As an undergrad, I had a history professor—just the one, to my knowledge—who was a self-professed conservative. It was a leftist institution, and he'd been there for decades—at least since the seventies (arguably the nadir of the school's political consciousness). I might not've known what to make of him, but I'm fairly sure he knew what to expect from us.

His self-admission left me wary. I scrutinized his lectures for bias; some ideas snagged my filter for later, more careful evaluation. Some things he said have turned over in my head to this day, and I still debate their ideological content. Around that semester, a Holocaust-denier organization was buying ad space in college newspapers to publish their inflammatory screeds, and our campus was in an uproar over whether we were going to allow the ad purchase. Prof asked what we students really meant when we spoke as a campus of tolerance: active support? Permitting hate speech? Merely not slugging somebody we didn't like? As a minority voice in our context, I imagined the question was germane for him.

I think of this guy for two reasons.
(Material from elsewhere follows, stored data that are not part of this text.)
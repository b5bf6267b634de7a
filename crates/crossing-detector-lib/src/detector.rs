//! Crossing detection - matches a route against the landmark registry
//!
//! Every route segment is tested against every landmark region. When nothing
//! matches but the route starts and ends on opposite shores, a single crossing is
//! estimated from a latitude decision table.

use crate::geometry::segment_intersects_region_within;
use crate::{DetectError, LandmarkRegistry, Result, RouteGeometry};

use geo::Coord;
use rayon::prelude::*;
#[cfg(feature = "serde")]
use serde::{Deserialize, Serialize};
use smallvec::{SmallVec, smallvec};

/// One row of the shore heuristic decision table
#[derive(Debug, Clone, PartialEq)]
#[cfg_attr(feature = "serde", derive(Serialize, Deserialize))]
pub struct LatitudeBand {
    /// Chosen when the northernmost endpoint latitude is strictly above this value
    pub above: f64,
    /// Label reported for this band
    pub label: String,
}

impl LatitudeBand {
    pub fn new(above: f64, label: impl Into<String>) -> Self {
        Self {
            above,
            label: label.into(),
        }
    }
}

/// Fallback used when no landmark region is hit
///
/// Endpoints west of `divide_longitude` (strictly less) are on the west shore,
/// the rest on the east shore. If the two endpoints are on different shores, the
/// first band whose `above` threshold is below `max(start.lat, end.lat)` names the
/// crossing, or `fallback_label` when none does.
#[derive(Debug, Clone, PartialEq)]
#[cfg_attr(feature = "serde", derive(Serialize, Deserialize))]
pub struct ShoreHeuristic {
    /// Longitude separating the two shores, in degrees
    pub divide_longitude: f64,
    /// Decision table, strictly descending by `above`
    pub bands: Vec<LatitudeBand>,
    /// Label used south of the last band
    pub fallback_label: String,
    /// Appended to an estimated label so it is never shown as a confirmed match
    pub estimate_suffix: String,
}

#[cfg_attr(feature = "profiling", profiling::all_functions)]
impl ShoreHeuristic {
    /// Bosphorus crossings, north to south
    pub fn istanbul() -> Self {
        Self {
            divide_longitude: 29.00,
            bands: vec![
                LatitudeBand::new(41.15, "Yavuz Sultan Selim Köprüsü"),
                LatitudeBand::new(41.08, "Fatih Sultan Mehmet Köprüsü"),
                LatitudeBand::new(40.99, "15 Temmuz Şehitler Köprüsü (Boğaziçi Köprüsü)"),
            ],
            // Two structures serve the southern corridor
            fallback_label: "Avrasya Tüneli veya Marmaray".to_string(),
            estimate_suffix: " (estimated)".to_string(),
        }
    }

    pub fn validate(&self) -> Result<()> {
        if !self.divide_longitude.is_finite() || self.divide_longitude.abs() > 180.0 {
            return Err(DetectError::InvalidHeuristic(format!(
                "divide longitude {} is not a valid longitude",
                self.divide_longitude
            )));
        }
        if let Some(band) = self.bands.iter().find(|b| !b.above.is_finite()) {
            return Err(DetectError::InvalidHeuristic(format!(
                "band '{}' has a non-finite threshold",
                band.label
            )));
        }
        if let Some(pair) = self.bands.windows(2).find(|w| w[0].above <= w[1].above) {
            return Err(DetectError::InvalidHeuristic(format!(
                "bands must be strictly descending, but '{}' ({}) is followed by '{}' ({})",
                pair[0].label, pair[0].above, pair[1].label, pair[1].above
            )));
        }
        Ok(())
    }

    #[inline]
    pub fn is_west(&self, lng: f64) -> bool {
        lng < self.divide_longitude
    }

    /// Pick the estimated crossing for a trip, or `None` when both ends are on the
    /// same shore
    pub fn estimate(&self, start: Coord<f64>, end: Coord<f64>) -> Option<&str> {
        if self.is_west(start.x) == self.is_west(end.x) {
            return None;
        }

        let northernmost = start.y.max(end.y);
        let label = self
            .bands
            .iter()
            .find(|band| northernmost > band.above)
            .map_or(self.fallback_label.as_str(), |band| band.label.as_str());
        Some(label)
    }
}

impl Default for ShoreHeuristic {
    fn default() -> Self {
        Self::istanbul()
    }
}

/// Configuration for the detector
#[derive(Debug, Clone, PartialEq)]
#[cfg_attr(feature = "serde", derive(Serialize, Deserialize))]
#[cfg_attr(feature = "serde", serde(default))]
pub struct Config {
    /// Landmarks to detect, in reporting order
    pub landmarks: LandmarkRegistry,
    /// Fallback used when no landmark is hit
    pub shore: ShoreHeuristic,
    /// Segment intersection denominators with an absolute value at or below this
    /// are treated as parallel. Default 0.0: only exactly parallel segments.
    pub parallel_epsilon: f64,
}

impl Default for Config {
    fn default() -> Self {
        Self {
            landmarks: LandmarkRegistry::istanbul(),
            shore: ShoreHeuristic::istanbul(),
            parallel_epsilon: 0.0,
        }
    }
}

/// How a crossing was found
#[derive(Debug, Clone, Copy, PartialEq, Eq)]
#[cfg_attr(feature = "serde", derive(Serialize, Deserialize))]
#[cfg_attr(feature = "serde", serde(rename_all = "lowercase"))]
pub enum CrossingKind {
    /// A route segment touches the landmark region
    Confirmed,
    /// Guessed by the shore heuristic
    Estimated,
}

/// A detected crossing
#[derive(Debug, Clone, PartialEq)]
#[cfg_attr(feature = "serde", derive(Serialize, Deserialize))]
pub struct Crossing {
    /// Landmark name, or the heuristic label for estimates
    pub name: String,
    /// Text to display; estimates carry the configured suffix
    pub label: String,
    pub kind: CrossingKind,
}

impl Crossing {
    fn confirmed(name: &str) -> Self {
        Self {
            name: name.to_string(),
            label: name.to_string(),
            kind: CrossingKind::Confirmed,
        }
    }

    fn estimated(name: &str, suffix: &str) -> Self {
        Self {
            name: name.to_string(),
            label: format!("{name}{suffix}"),
            kind: CrossingKind::Estimated,
        }
    }

    #[inline]
    pub fn is_estimated(&self) -> bool {
        self.kind == CrossingKind::Estimated
    }
}

/// Crossings found on one route
///
/// Confirmed crossings are listed in registry order, not in the order the route
/// passes them. At most one estimated crossing is present, and only when there
/// are no confirmed ones.
#[derive(Debug, Clone, Default, PartialEq)]
#[cfg_attr(feature = "serde", derive(Serialize, Deserialize))]
pub struct DetectionResult {
    crossings: Vec<Crossing>,
}

impl DetectionResult {
    #[inline]
    pub fn crossings(&self) -> &[Crossing] {
        &self.crossings
    }

    /// Display labels, estimates included
    pub fn labels(&self) -> Vec<&str> {
        self.crossings.iter().map(|c| c.label.as_str()).collect()
    }

    #[inline]
    pub fn is_empty(&self) -> bool {
        self.crossings.is_empty()
    }

    #[inline]
    pub fn len(&self) -> usize {
        self.crossings.len()
    }

    /// True if the result comes from the shore heuristic
    pub fn is_estimate(&self) -> bool {
        self.crossings.iter().any(Crossing::is_estimated)
    }
}

/// Stateless crossing detector over an immutable configuration
#[derive(Debug, Clone, Default)]
pub struct Detector {
    config: Config,
}

#[cfg_attr(feature = "profiling", profiling::all_functions)]
impl Detector {
    /// Create a detector, validating the heuristic and tolerance
    pub fn new(config: Config) -> Result<Self> {
        config.shore.validate()?;
        if config.parallel_epsilon.is_nan() || config.parallel_epsilon < 0.0 {
            return Err(DetectError::InvalidHeuristic(format!(
                "parallel epsilon must be a non-negative number, got {}",
                config.parallel_epsilon
            )));
        }
        Ok(Self { config })
    }

    #[inline]
    pub fn config(&self) -> &Config {
        &self.config
    }

    #[inline]
    pub fn landmarks(&self) -> &LandmarkRegistry {
        &self.config.landmarks
    }

    /// Detect crossings, using the route's own first and last points for the
    /// shore heuristic
    pub fn detect(&self, route: &RouteGeometry) -> DetectionResult {
        let endpoints = route.start().zip(route.end());
        self.run(route, endpoints)
    }

    /// Detect crossings, using the trip's requested start and end points for the
    /// shore heuristic
    pub fn detect_between(
        &self,
        route: &RouteGeometry,
        start: Coord<f64>,
        end: Coord<f64>,
    ) -> DetectionResult {
        self.run(route, Some((start, end)))
    }

    /// Detect crossings for many routes in parallel
    pub fn detect_batch(&self, routes: &[RouteGeometry]) -> Vec<DetectionResult> {
        #[cfg(feature = "profiling")]
        profiling::scope!("detector::detect_batch");

        routes.par_iter().map(|route| self.detect(route)).collect()
    }

    fn run(
        &self,
        route: &RouteGeometry,
        endpoints: Option<(Coord<f64>, Coord<f64>)>,
    ) -> DetectionResult {
        #[cfg(feature = "profiling")]
        profiling::scope!("detector::run");

        let landmarks = self.config.landmarks.all();
        let matched = self.match_landmarks(route);

        let crossings: Vec<Crossing> = landmarks
            .iter()
            .zip(matched.iter())
            .filter(|(_, hit)| **hit)
            .map(|(landmark, _)| Crossing::confirmed(&landmark.name))
            .collect();

        if !crossings.is_empty() {
            tracing::info!("Detected {} crossing(s) on route", crossings.len());
            return DetectionResult { crossings };
        }

        tracing::debug!("No landmark region touched by the route");
        let shore = &self.config.shore;
        let estimate = endpoints.and_then(|(start, end)| shore.estimate(start, end));
        match estimate {
            Some(name) => {
                tracing::info!(
                    "Route changes shore without a detected crossing, estimating {name}"
                );
                DetectionResult {
                    crossings: vec![Crossing::estimated(name, &shore.estimate_suffix)],
                }
            }
            None => DetectionResult::default(),
        }
    }

    /// One flag per landmark, set when any route segment touches its region
    fn match_landmarks(&self, route: &RouteGeometry) -> SmallVec<[bool; 16]> {
        let landmarks = self.config.landmarks.all();
        let epsilon = self.config.parallel_epsilon;
        let mut matched: SmallVec<[bool; 16]> = smallvec![false; landmarks.len()];

        for segment in route.segments() {
            for (landmark, hit) in landmarks.iter().zip(matched.iter_mut()) {
                if *hit {
                    continue;
                }
                if segment_intersects_region_within(segment, &landmark.bounds, epsilon) {
                    tracing::debug!("Segment {:?} crosses {}", segment, landmark.name);
                    *hit = true;
                }
            }
        }

        matched
    }
}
One, it makes me reflect on my own position and agenda, and where the the line should fall when it comes to responsibly deploying these in a classroom. Peering across an ideological gulf at a faculty member is daunting, and being allowed the space to resist felt respectful.
Two, the memory points to some strategies for dealing with oppositional viewpoints. Complicating the perspectives of contrarians rather than reversing them. Making space. Posing a question and letting it abide unresolved. And would that I could get one of those lodged in a student's head for a decade or two.

I am often confronted with the question: why hasn't feminism taken another name, especially considering 1) the movement's fragmentation, 2) its provocation of hostility and defensiveness, and 3) "we" are aware of the second. "Wouldn't it be smart(er) to take another term?"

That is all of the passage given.